However, a third company was really gung-ho about meeting my needs. I actually talked with this company by phone and they asked me how big a sample I'd like and I blurted out a square meter. They said no problem, all I had to do is fill out some paper work and send it to me.

Now, an important thing is that all these companies were in the US, and I was in Canada. A week later I got the paper work in the mail - it was a document that I was to sign promising that my high school was not involved in the development and fabrication of missiles.

I signed the thing, sent it back and a month later I got a nice kevlar towel in the mail. Unfortunately kevlar is a rather scratchy material, and it didn't get much use. I think we tried stabbing it to test its strength for lack of guns, but it wasn't really a big return on fun for my investment of time.

I doubt nowadays that they'd just take my word that my high-school wasn't making missiles.
posted by toftflin at 9:27 PM on June 17, 2007


I think it's wonderful that Big Brother keeps us safe in so many many wonderful ways from Saddam bin Laden. And so do you, DON'T YOU.
posted by davy at 9:27 PM on June 17, 2007


Hey acro, you mean these concoctions?
posted by davy at 9:31 PM on June 17, 2007


davy: They even provide the recipe (1:3 ratio).
posted by acro at 10:31 PM on June 17, 2007


The next step was figuring out to rig a payload to explode on contact, and I would've had an RPG. I was thinking it'd be a plunger that'd hit a striker that'd hit a blasting cap or something.

But then I got interested in girls.


I think that's the real culprit holding back science right there - girls! And their strangely magnetic curvyness!
posted by -harlequin- at 10:37 PM on June 17, 2007


That's international war on science , glorification of idiocy and religion.

No. While it's true that the attitude is not limited to the USA, the USA is the epicentre, much further ahead down that unfortunate road, and when it comes to other countries, the "war" are often/usually being exported or strong-armed into place by the USA.

Idiots are an international phenomena, yes, but I think pretending that this state of affairs in the US is normal among developed nations, is flat out wrong. To my sensibilities, the difference depending on which country I'm in is still night and day.
posted by -harlequin- at 10:52 PM on June 17, 2007


I'm so glad that crystal meth isn't big here yet.

I know you can get it in the right (wrong?) sort of club in urban areas, but it's rare.

Maybe it'll never catch on *hopes*
posted by chuckdarwin at 2:46 AM on June 18, 2007


fshgirl,

Here is the thread I was thinking of. There may be others. The law has plenty of champions therein, including yourself.
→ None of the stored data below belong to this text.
use std::path::Path;
use std::process::Stdio;
use std::time::{Duration, Instant};

use async_trait::async_trait;
use polyjudge_core::{Language, LocalConfig};
use tempfile::TempDir;
use tokio::fs;
use tokio::io::AsyncWriteExt;
use tokio::process::Command;
use tracing::{debug, instrument, warn};

use crate::execution::{status, ExecutionBackend, ExecutionError, ExecutionOutcome, ExecutionStatus, Result};

/// Runs programs with the interpreters and compilers on `PATH`.
///
/// Every submission gets a fresh temp directory. This is a development
/// stand-in for Judge0 and isolates nothing.
#[derive(Debug, Clone, Default)]
pub struct LocalExecutor {
    config: LocalConfig,
}

enum CommandResult {
    Finished {
        stdout: String,
        stderr: String,
        success: bool,
    },
    TimedOut,
}

struct Step<'a> {
    program: &'a str,
    args: &'a [&'a str],
}

impl LocalExecutor {
    pub fn new(config: LocalConfig) -> Self {
        Self { config }
    }

    fn source_file(language: Language) -> &'static str {
        match language {
            Language::Python => "main.py",
            Language::JavaScript => "main.js",
            Language::Java => "Main.java",
            Language::Cpp => "main.cpp",
        }
    }

    fn compile_step(language: Language) -> Option<Step<'static>> {
        match language {
            Language::Java => Some(Step {
                program: "javac",
                args: &["-encoding", "UTF-8", "Main.java"],
            }),
            Language::Cpp => Some(Step {
                program: "g++",
                args: &["-std=c++17", "-O2", "-o", "main", "main.cpp"],
            }),
            Language::Python | Language::JavaScript => None,
        }
    }

    fn run_step(language: Language) -> Step<'static> {
        match language {
            Language::Python => Step {
                program: "python3",
                args: &["main.py"],
            },
            Language::JavaScript => Step {
                program: "node",
                args: &["main.js"],
            },
            Language::Java => Step {
                program: "java",
                args: &["-cp", ".", "Main"],
            },
            Language::Cpp => Step {
                program: "./main",
                args: &[],
            },
        }
    }

    async fn execute_command(
        &self,
        dir: &Path,
        step: &Step<'_>,
        stdin: Option<&str>,
        timeout_ms: u64,
    ) -> Result<CommandResult> {
        let mut cmd = Command::new(step.program);
        cmd.args(step.args)
            .stdin(match stdin {
                Some(_) => Stdio::piped(),
                None => Stdio::null(),
            })
            .stdout(Stdio::piped())
            .stderr(Stdio::piped())
            .kill_on_drop(true)
            .current_dir(dir);

        let mut child = cmd.spawn().map_err(|source| ExecutionError::Toolchain {
            program: step.program.to_string(),
            source,
        })?;

        if let (Some(input), Some(mut pipe)) = (stdin, child.stdin.take()) {
            // A program that exits without reading closes the pipe early
            if let Err(e) = pipe.write_all(input.as_bytes()).await {
                debug!(error = %e, "stdin not fully consumed");
            }
        }

        let timeout = Duration::from_millis(timeout_ms);
        match tokio::time::timeout(timeout, child.wait_with_output()).await {
            Ok(Ok(output)) => Ok(CommandResult::Finished {
                stdout: String::from_utf8_lossy(&output.stdout).into_owned(),
                stderr: String::from_utf8_lossy(&output.stderr).into_owned(),
                success: output.status.success(),
            }),
            Ok(Err(e)) => Err(e.into()),
            Err(_) => Ok(CommandResult::TimedOut),
        }
    }

    fn timed_out(limit_ms: u64, elapsed: Duration) -> ExecutionOutcome {
        ExecutionOutcome {
            message: Some(format!("Time limit exceeded after {}ms", limit_ms)),
            status: Some(ExecutionStatus::new(status::TIME_LIMIT_EXCEEDED, "Time Limit Exceeded")),
            time: Some(format!("{:.3}", elapsed.as_secs_f64())),
            ..Default::default()
        }
    }
}

#[async_trait]
impl ExecutionBackend for LocalExecutor {
    #[instrument(skip(self, source, stdin), fields(language = %language))]
    async fn submit(&self, language: Language, source: &str, stdin: &str) -> Result<ExecutionOutcome> {
        let workdir = TempDir::new()?;
        fs::write(workdir.path().join(Self::source_file(language)), source).await?;

        if let Some(step) = Self::compile_step(language) {
            let start = Instant::now();
            let compiled = self
                .execute_command(workdir.path(), &step, None, self.config.compile_timeout_ms)
                .await?;
            match compiled {
                CommandResult::TimedOut => {
                    warn!("Compilation timed out");
                    return Ok(Self::timed_out(self.config.compile_timeout_ms, start.elapsed()));
                }
                CommandResult::Finished { success: false, stdout, stderr } => {
                    return Ok(ExecutionOutcome {
                        compile_output: Some(format!("{}{}", stderr, stdout)),
                        status: Some(ExecutionStatus::new(status::COMPILATION_ERROR, "Compilation Error")),
                        ..Default::default()
                    });
                }
                CommandResult::Finished { success: true, .. } => {}
            }
        }

        let start = Instant::now();
        let ran = self
            .execute_command(
                workdir.path(),
                &Self::run_step(language),
                Some(stdin),
                self.config.run_timeout_ms,
            )
            .await?;
        let elapsed = start.elapsed();

        let outcome = match ran {
            CommandResult::TimedOut => {
                warn!(limit_ms = self.config.run_timeout_ms, "Run timed out");
                Self::timed_out(self.config.run_timeout_ms, elapsed)
            }
            CommandResult::Finished { stdout, stderr, success } => {
                let status = match success {
                    true => ExecutionStatus::new(status::ACCEPTED, "Accepted"),
                    false => ExecutionStatus::new(status::RUNTIME_ERROR, "Runtime Error (NZEC)"),
                };
                ExecutionOutcome {
                    stdout: Some(stdout),
                    stderr: (!stderr.is_empty()).then_some(stderr),
                    status: Some(status),
                    time: Some(format!("{:.3}", elapsed.as_secs_f64())),
                    ..Default::default()
                }
            }
        };

        debug!(status = ?outcome.status, "Local run finished");
        Ok(outcome)
    }
}

#[cfg(test)]
mod tests {
    use super::*;

    #[test]
    fn test_every_language_has_a_run_step() {
        for &language in Language::all() {
            assert!(!LocalExecutor::run_step(language).program.is_empty());
            assert!(!LocalExecutor::source_file(language).is_empty());
        }
        assert!(LocalExecutor::compile_step(Language::Python).is_none());
        assert!(LocalExecutor::compile_step(Language::Java).is_some());
    }

    #[tokio::test]
    #[ignore = "requires python3 on PATH"]
    async fn test_python_stdout_and_stdin() {
        let executor = LocalExecutor::default();
        let outcome = executor
            .submit(Language::Python, "import sys\nprint(sys.stdin.read().upper())", "abc")
            .await
            .unwrap();
        assert_eq!(outcome.stdout.as_deref().map(str::trim), Some("ABC"));
        assert_eq!(outcome.status_id(), Some(status::ACCEPTED));
    }

    #[tokio::test]
    #[ignore = "requires python3 on PATH"]
    async fn test_python_runtime_error_keeps_partial_stdout() {
        let executor = LocalExecutor::default();
        let outcome = executor
            .submit(Language::Python, "print('partial')\nraise ValueError('boom')", "")
            .await
            .unwrap();
        assert_eq!(outcome.stdout.as_deref().map(str::trim), Some("partial"));
        assert!(outcome.stderr.as_deref().unwrap_or_default().contains("ValueError"));
        assert_eq!(outcome.status_id(), Some(status::RUNTIME_ERROR));
    }

    #[tokio::test]
    #[ignore = "requires python3 on PATH"]
    async fn test_python_timeout() {
        let executor = LocalExecutor::new(LocalConfig {
            run_timeout_ms: 200,
            ..Default::default()
        });
        let outcome = executor
            .submit(Language::Python, "import time\ntime.sleep(5)", "")
            .await
            .unwrap();
        assert_eq!(outcome.status_id(), Some(status::TIME_LIMIT_EXCEEDED));
        assert!(outcome.message.is_some());
    }
}
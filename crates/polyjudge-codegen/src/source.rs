//! Text-level inspection and surgery on untrusted user source.
//!
//! None of this parses the languages involved. The scanners only know
//! enough about comments and string literals to keep commented-out code
//! and string contents from looking like declarations.

#[derive(Clone, Copy, Debug, PartialEq, Eq)]
pub enum CommentSyntax {
    /// `#` line comments, `'`/`"` strings, triple-quoted strings
    Hash,
    /// `//` and `/* */` comments, `'`/`"`/backtick strings
    CLike,
}

#[derive(Clone, Copy, PartialEq, Eq)]
enum ScanState {
    Code,
    Str(char),
    TripleStr(char),
    LineComment,
    BlockComment,
}

/// Remove comments and string contents, keeping line structure and quotes
pub fn strip_comments(source: &str, syntax: CommentSyntax) -> String {
    let chars: Vec<char> = source.chars().collect();
    let mut out = String::with_capacity(source.len());
    let mut state = ScanState::Code;
    let mut i = 0;

    while i < chars.len() {
        let c = chars[i];
        let next = chars.get(i + 1).copied();

        match state {
            ScanState::Code => match c {
                '#' if syntax == CommentSyntax::Hash => state = ScanState::LineComment,
                '/' if syntax == CommentSyntax::CLike && next == Some('/') => {
                    state = ScanState::LineComment;
                    i += 1;
                }
                '/' if syntax == CommentSyntax::CLike && next == Some('*') => {
                    state = ScanState::BlockComment;
                    out.push(' ');
                    i += 1;
                }
                '"' | '\'' if syntax == CommentSyntax::Hash && is_triple(&chars, i, c) => {
                    out.push_str(&c.to_string().repeat(3));
                    state = ScanState::TripleStr(c);
                    i += 2;
                }
                '"' | '\'' => {
                    out.push(c);
                    state = ScanState::Str(c);
                }
                '`' if syntax == CommentSyntax::CLike => {
                    out.push(c);
                    state = ScanState::Str(c);
                }
                _ => out.push(c),
            },
            ScanState::Str(quote) => match c {
                '\\' => i += 1,
                '\n' if quote != '`' => {
                    out.push('\n');
                    state = ScanState::Code;
                }
                _ if c == quote => {
                    out.push(c);
                    state = ScanState::Code;
                }
                '\n' => out.push('\n'),
                _ => {}
            },
            ScanState::TripleStr(quote) => match c {
                '\\' => i += 1,
                _ if c == quote && is_triple(&chars, i, quote) => {
                    out.push_str(&quote.to_string().repeat(3));
                    state = ScanState::Code;
                    i += 2;
                }
                '\n' => out.push('\n'),
                _ => {}
            },
            ScanState::LineComment => {
                if c == '\n' {
                    out.push('\n');
                    state = ScanState::Code;
                }
            }
            ScanState::BlockComment => match c {
                '*' if next == Some('/') => {
                    state = ScanState::Code;
                    i += 1;
                }
                '\n' => out.push('\n'),
                _ => {}
            },
        }
        i += 1;
    }

    out
}

fn is_triple(chars: &[char], i: usize, quote: char) -> bool {
    chars.get(i + 1) == Some(&quote) && chars.get(i + 2) == Some(&quote)
}

/// Pull matching lines out of the source.
/// Returns `(hoisted_lines, remaining_source)`.
pub fn hoist_lines(source: &str, matches: impl Fn(&str) -> bool) -> (Vec<String>, String) {
    let mut hoisted = Vec::new();
    let mut rest = Vec::new();

    for line in source.lines() {
        match matches(line.trim()) {
            true => hoisted.push(line.trim().to_string()),
            false => rest.push(line),
        }
    }

    (hoisted, rest.join("\n"))
}

/// Drop every brace-delimited block whose first line satisfies `is_start`
pub fn strip_braced_blocks(source: &str, is_start: impl Fn(&str) -> bool) -> String {
    #[derive(PartialEq)]
    enum State {
        Normal,
        Skipping { depth: usize, opened: bool },
    }

    let mut state = State::Normal;
    let mut kept = Vec::new();

    for line in source.lines() {
        let trimmed = line.trim();
        let open = trimmed.matches('{').count();
        let close = trimmed.matches('}').count();

        state = match state {
            State::Skipping { depth, opened } => {
                let depth = (depth + open).saturating_sub(close);
                let opened = opened || open > 0;
                match opened && depth == 0 {
                    true => State::Normal,
                    false => State::Skipping { depth, opened },
                }
            }
            State::Normal if is_start(trimmed) => {
                let depth = open.saturating_sub(close);
                match open > 0 && depth == 0 {
                    true => State::Normal,
                    false => State::Skipping {
                        depth,
                        opened: open > 0,
                    },
                }
            }
            State::Normal => {
                kept.push(line);
                State::Normal
            }
        };
    }

    kept.join("\n")
}

/// Drop top-level indented blocks introduced by a line satisfying `is_start`
pub fn strip_indented_blocks(source: &str, is_start: impl Fn(&str) -> bool) -> String {
    let mut kept = Vec::new();
    let mut skipping = false;

    for line in source.lines() {
        let indented = line.starts_with([' ', '\t']);
        if skipping && (indented || line.trim().is_empty()) {
            continue;
        }
        skipping = !indented && is_start(line);
        if !skipping {
            kept.push(line);
        }
    }

    kept.join("\n")
}

#[cfg(test)]
mod tests {
    use super::*;

    #[test]
    fn test_strip_c_comments() {
        let src = "int a; // struct ListNode {\n/* class Solution {\n} */ int b = '/';\nchar* s = \"// not a comment\";";
        let out = strip_comments(src, CommentSyntax::CLike);
        assert!(!out.contains("ListNode"));
        assert!(!out.contains("Solution"));
        assert!(out.contains("int b"));
        assert!(!out.contains("not a comment"));
        assert_eq!(out.lines().count(), src.lines().count());
    }

    #[test]
    fn test_strip_hash_comments_and_docstrings() {
        let src = "# class ListNode:\ndef f():\n    \"\"\"def g(): pass\n    more\"\"\"\n    return '#'\n";
        let out = strip_comments(src, CommentSyntax::Hash);
        assert!(!out.contains("ListNode"));
        assert!(!out.contains("def g"));
        assert!(out.contains("def f"));
        assert!(out.contains("return ''"));
    }

    #[test]
    fn test_hoist_lines() {
        let (hoisted, rest) = hoist_lines(
            "import java.util.*;\nclass Solution {}\n  import java.io.*;",
            |l| l.starts_with("import "),
        );
        assert_eq!(hoisted, vec!["import java.util.*;", "import java.io.*;"]);
        assert_eq!(rest, "class Solution {}");
    }

    #[test]
    fn test_strip_braced_blocks() {
        let src = "int f() { return 1; }\nint main() {\n    if (x) {\n        f();\n    }\n    return 0;\n}\nint g() { return 2; }";
        let out = strip_braced_blocks(src, |l| l.starts_with("int main("));
        assert!(!out.contains("main"));
        assert!(out.contains("int f()"));
        assert!(out.contains("int g()"));
    }

    #[test]
    fn test_strip_braced_blocks_with_brace_on_next_line() {
        let src = "int main()\n{\n    return 0;\n}\nint keep;";
        let out = strip_braced_blocks(src, |l| l.starts_with("int main("));
        assert_eq!(out, "int keep;");
    }

    #[test]
    fn test_strip_indented_blocks() {
        let src = "def f():\n    return 1\n\nif __name__ == \"__main__\":\n    print(f())\n\n    print(2)\nx = 1";
        let out = strip_indented_blocks(src, |l| l.starts_with("if __name__"));
        assert!(!out.contains("print"));
        assert!(out.contains("def f"));
        assert!(out.contains("x = 1"));
    }
}
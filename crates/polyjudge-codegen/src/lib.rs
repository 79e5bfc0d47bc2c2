//! Code generation for polyjudge: per-language type mapping, starter
//! templates, value marshaling, node-structure helpers, entry-point
//! detection and harness composition.

mod detect;
pub mod harness;
pub mod lang;
mod literal;
pub mod source;
pub mod structures;
pub mod toolchain;

pub use harness::{marshal_args, GeneratedProgram, HarnessBuilder};
pub use lang::{CppToolchain, JavaScriptToolchain, JavaToolchain, PythonToolchain};
pub use structures::{HelperPlan, Placement};
pub use toolchain::{
    toolchain_for, HarnessRequest, LanguageToolchain, MarshaledArg, ResultNormalizer,
};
And yes, the U.S. has a problem with cold medication along with a host of other addictions, compulsions, and various associated coping patterns. Point granted.

oaf,

No, not you. You were just another data point on the difficulty of buying pseudoephedrine. Hopefully when the mandatory National ID tracking chips are implanted they'll start making cold medication more available.

scheptech,

I believe the first war on a nominalization was the War on Poverty, which was declared in 1964 by our fearless leader Lyndon B. Johnson. Since we've been kicking so much ass in that one we're following the good example. After all, sticking with what works is just common sense.

Personally, I think the trend needs broadening. Let's look for what's common to all of these wars. Let's see, we have poverty, drugs, and terror. How about we declare a War on Tragedy? Just think of the tremendous gains in liberty and happiness when we win! Not to mention the economic prosperity. Do you have any idea how much money U.S. businesses lose due to misfortune?
posted by BigSky at 5:55 AM on June 18, 2007


Meth Epidemic? There's been very little change (and maybe even a decrease) in first-time users of methamphetamines from the early 1970s to the present.

It's just more fear-mongering designed to sell you magazines and convince you to give up more of your freedoms.

Facts are difficult to argue with, that's why this brand of hype and demagoguery runs nearly fact-free. It's akin to all of the recent hype about 'super strong pot.' What happens when you double or triple the strength of a harmless drug -- nothing. It still can't kill you.
posted by i_am_a_Jedi at 6:32 AM on June 18, 2007


There's been very little change (and maybe even a decrease) in first-time users of methamphetamines from the early 1970s to the present.

so what? ... the change has been in the amount of hard core users and what they're willing to do to themselves and others to continue

i live in an area where there really is a quantifiable meth epidemic ... it is not something someone made up to sell magazines
posted by pyramid termite at 7:11 AM on June 18, 2007


Facts aren't hard to argue with; you just need more facts. Facts are meaningful only when fully disclosed and placed into conext. Even if you are correct about first time users (and I am not sure that good statistics on meth as opposed amphetamines in general are available prior to 1999, but I will concede the point) that only tells part of the story. Until recently meth was made in large quantities in a few labs and distributed like other hard drugs mainly to the inner cities. Hard drugs have always been available in the burbs and small rural communities but typically to a small group of users. Now there are many, many small meth labs. The labs themselves represent a danger to the community with their propensity to ignite and the witches brew of toxins used and often carelessly discarded. Let's just say most meth chemists aren't using certified toxic waste disposal services. Also, there are now more users in the rural communities than before. These are legitimate concerns, especially the small labs with their associated fire and toxic waste dangers. I think they have been overplayed (such as NewsWeek's meth mouth scare story) and restricting sales of lab equipment are likely to have little or no impact. Nevertheless, it is a real issue, if not as big and scary as some in the media have made it seem, but hey scary stuff sells magazines.
posted by caddis at 7:33 AM on June 18, 2007


caddis,

I don't know what you mean by 'recently', meth has been cooked in small scale operations for decades.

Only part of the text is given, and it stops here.